Carnage in the conventional energy sector has drawn a lot of attention in the past few weeks. But the collapse of recent months was presaged by mediocre performance stretching back literally years. Total returns for the Standard & Poor Energy Sector for 2019, including dividends, were a paltry 6%. And for the entire decade of 2010-2019, the same sector was up 34%, by far the worst performance of the 11 sectors S&P tracks. The fracking revolution, it turns out, created a world awash in oil and gas, but didn’t do much to help the industry that created it.
Which brings us to a related question – if oil & gas are in trouble from COVID-19 and from a decade of overproduction and low prices, what has the ongoing turmoil done to alternative fuels? In particular, since KC Clean Cities operates in the biofueled, beating heart of the Midwest, what’s happened to biodiesel and (particularly) ethanol?
A bit of backstory: more than 95% of vehicle gasoline sold in the US is a 10% ethanol blend. There are several reasons for this. Until about 15 years ago, a compound known as MTBE (methyl tertiary-butyl ether) was blended with gasoline to add oxygen. As a result, gasoline burned cleaner, and cut smog-forming chemicals and toxins like benzene in exhaust. But there were problems – MTBE leaked into groundwater from gas station tanks, creating water quality problems. Moreover, it’s listed as a potential carcinogen. Enter ethanol, exit MTBE with the Energy Policy Act of 2005.

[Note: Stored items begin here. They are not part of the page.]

//! Nastran small-field bulk data output for the wingbox shell mesh.
//!
//! Writes GRID, CQUAD4/CQUAD9/CQUAD16, and SPC1 cards in the 8-character
//! small-field format, with a comment delimiter per structural component.
//! Element and node IDs are one-based and assigned in storage order.

use std::fs::File;
use std::io::{BufWriter, Write};
use std::path::Path;

use thiserror::Error;

use crate::types::Point3;

/// Error type for BDF output.
#[derive(Debug, Error)]
pub enum BdfError {
    /// File I/O error.
    #[error("BDF I/O error: {0}")]
    Io(#[from] std::io::Error),

    /// Element has a node count with no matching CQUAD card.
    #[error("Component '{component}' element {element} has {nodes} nodes; only 4, 9, or 16 supported")]
    UnsupportedElement {
        component: String,
        element: usize,
        nodes: usize,
    },

    /// Element references a node outside the model.
    #[error("Component '{component}' references node {node} but model has {n_nodes} nodes")]
    NodeOutOfRange {
        component: String,
        node: usize,
        n_nodes: usize,
    },
}

/// One structural component: a named group of shell elements.
#[derive(Clone, Debug)]
pub struct NastranComponent {
    /// Component name (e.g. "rib.03", "u_skin.05").
    pub name: String,
    /// Elements as zero-based node index lists (4, 9, or 16 nodes each).
    pub elements: Vec<Vec<usize>>,
}

/// A single-point constraint set.
#[derive(Clone, Debug)]
pub struct SpcSet {
    /// Constrained DOF digits, e.g. "246".
    pub dofs: String,
    /// Zero-based node indices.
    pub nodes: Vec<usize>,
}

/// The full shell model handed to the writer.
#[derive(Clone, Debug, Default)]
pub struct NastranModel {
    /// Node coordinates; node IDs are index + 1.
    pub nodes: Vec<Point3>,
    /// Components in property-ID order; component `c` gets PID `c + 1`.
    pub components: Vec<NastranComponent>,
    /// Constraint sets, all written with SID 1.
    pub spcs: Vec<SpcSet>,
}

/// Width of a small-field column.
const FIELD: usize = 8;

/// Format a float into exactly 8 characters.
///
/// Plain decimal notation is preferred; values that cannot be expressed
/// in 8 characters fall back to the Nastran exponent form (`1.2345+8`
/// meaning 1.2345e+8).
fn float_field(v: f64) -> String {
    if v == 0.0 {
        return format!("{:>width$}", "0.0", width = FIELD);
    }
    // Try plain decimal with decreasing precision
    for precision in (1..=6).rev() {
        let s = format!("{:.*}", precision, v);
        if s.len() <= FIELD && s.contains('.') {
            return format!("{:>width$}", s, width = FIELD);
        }
    }
    // Nastran exponent form: mantissa then signed exponent, no 'e'
    let exponent = v.abs().log10().floor() as i32;
    let mantissa = v / 10f64.powi(exponent);
    let exp_str = if exponent < 0 {
        format!("-{}", -exponent)
    } else {
        format!("+{}", exponent)
    };
    for precision in (0..=5).rev() {
        let s = format!("{:.*}{}", precision, mantissa, exp_str);
        if s.len() <= FIELD {
            return format!("{:>width$}", s, width = FIELD);
        }
    }
    // Last resort: exponent alone always fits
    format!("{:>width$}", format!("1.{}", exp_str), width = FIELD)
}

/// Format an integer into exactly 8 characters.
fn int_field(v: usize) -> String {
    format!("{:>width$}", v, width = FIELD)
}

/// Format a string into exactly 8 characters (left-justified).
fn str_field(s: &str) -> String {
    format!("{:<width$}", s, width = FIELD)
}

/// Write a card with continuations: 8 data fields per line after the name.
fn write_card<W: Write>(w: &mut W, name: &str, fields: &[String]) -> std::io::Result<()> {
    let mut first = true;
    let mut remaining = fields;
    while !remaining.is_empty() || first {
        let take = remaining.len().min(8);
        let (line_fields, rest) = remaining.split_at(take);
        let lead = if first { str_field(name) } else { str_field("+") };
        let cont = if rest.is_empty() { "" } else { "+" };
        writeln!(w, "{}{}{}", lead, line_fields.concat(), cont)?;
        first = false;
        remaining = rest;
    }
    Ok(())
}

/// Write the model to a Nastran bulk data file.
pub fn write_bdf(path: impl AsRef<Path>, model: &NastranModel) -> Result<(), BdfError> {
    let file = File::create(path)?;
    let mut w = BufWriter::new(file);

    writeln!(w, "$ Generated wingbox shell model")?;
    writeln!(w, "SOL 101")?;
    writeln!(w, "CEND")?;
    writeln!(w, "BEGIN BULK")?;

    // Grids
    writeln!(w, "$ Nodes")?;
    for (i, p) in model.nodes.iter().enumerate() {
        let fields = vec![
            int_field(i + 1),
            str_field(""),
            float_field(p.x),
            float_field(p.y),
            float_field(p.z),
        ];
        write_card(&mut w, "GRID", &fields)?;
    }

    // Elements, grouped by component
    let mut eid = 1;
    for (pid0, component) in model.components.iter().enumerate() {
        writeln!(w, "$ Component {}", component.name)?;
        for (e, element) in component.elements.iter().enumerate() {
            let card = match element.len() {
                4 => "CQUAD4",
                9 => "CQUAD9",
                16 => "CQUAD16",
                n => {
                    return Err(BdfError::UnsupportedElement {
                        component: component.name.clone(),
                        element: e,
                        nodes: n,
                    });
                }
            };
            let mut fields = vec![int_field(eid), int_field(pid0 + 1)];
            for &node in element {
                if node >= model.nodes.len() {
                    return Err(BdfError::NodeOutOfRange {
                        component: component.name.clone(),
                        node,
                        n_nodes: model.nodes.len(),
                    });
                }
                fields.push(int_field(node + 1));
            }
            write_card(&mut w, card, &fields)?;
            eid += 1;
        }
    }

    // Constraints
    for spc in &model.spcs {
        writeln!(w, "$ SPC set, DOFs {}", spc.dofs)?;
        let mut fields = vec![int_field(1), str_field(&spc.dofs)];
        for &node in &spc.nodes {
            fields.push(int_field(node + 1));
        }
        write_card(&mut w, "SPC1", &fields)?;
    }

    writeln!(w, "ENDDATA")?;
    w.flush()?;
    Ok(())
}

Like MTBE, ethanol adds oxygen to gasoline and cuts smog-forming emissions. Unlike MTBE, it’s also a way for America to deal with its massive agricultural surpluses by distilling a value-added product from corn. (It’s worth noting that ethanol now accounts for 40% of all the corn we grow.)
With the Energy Independence & Security Act of 2007, Congress created a mandate that steadily increasing amounts of renewables would be blended into America’s fuel supply – 36 billion gallons by 2022. This is the Renewable Fuels Standard, which has been hotly debated over the last few years in Washington and elsewhere.
So far so good. Refineries and fuel importers had a choice – they could blend steadily increasing amounts of renewable fuels. Or, if they didn’t want to, they could use RINs – Renewable Inventory Numbers – attached to each gallon of renewable fuel produced. Pecos Pete’s refinery has already hit their required volume of ethanol blended with gasoline for the year, but they keep on blending. Why? Because Brownsville Bob’s refinery hasn’t blended any ethanol into their gasoline. However, Bob can stay in compliance by buying RINs from Pecos Pete, with the price set by the RIN market.
There’s also been a safety valve built into the system, called the Small Refinery Exemption or SRE. “Small” is relative, but refineries with less than 75,000 barrels per day as of 2006 qualify, and can petition EPA to be excused from renewable fuel blending. And this is where the fur begins to fly. Between 2016 and 2018, the EPA granted a total of 85 small refinery exemptions, a big jump that removed a total of 4 billion gallons of mandated demand from the market. This has been a sore spot with farmers, but hardly the only one. The ongoing trade war with China has dried up what was a major market for ethanol, corn and distiller’s grain, a byproduct of the ethanol production process used as animal feed. Allowing year-round sales of E-15 – that is, gasoline that is 15% ethanol by volume hasn’t made much of a dent, since relatively few gas stations sell it even though all light-duty gasoline vehicles 2001 or newer are approved to use E15.
And now, COVID. Just as Texas and Oklahoma oil producers and refineries don’t have any place left to store their crude and refined products as consumer demand collapses, ethanol producers are running out of storage. Federal Reserve research shows US ethanol production down nearly 50% since the beginning of 2020. 73 out of 200 total plants nationwide are shut down, while another 71 are on reduced production schedules. At least two dozen ethanol plants are now producing alcohol for hand sanitizer, but at low volume, much of which will be donated anyway.
For the time being, the sector seems to be shaking its way into stasis. Whatever shape the ethanol industry takes in 2021 and beyond will depend for now on what the virus does– and how we respond – in 2020.
For additional details on why this matters, please check out our guest blog posting by David VanderGriend of the Urban Air Institute. Fuel blending standards can sound arcane, and the details of ethanol and corn and agriculture seem like something taking place in distant, rural counties. They’re not. They impact the lives of residents of metro Kansas City every day, and at the fundamental level of our own health.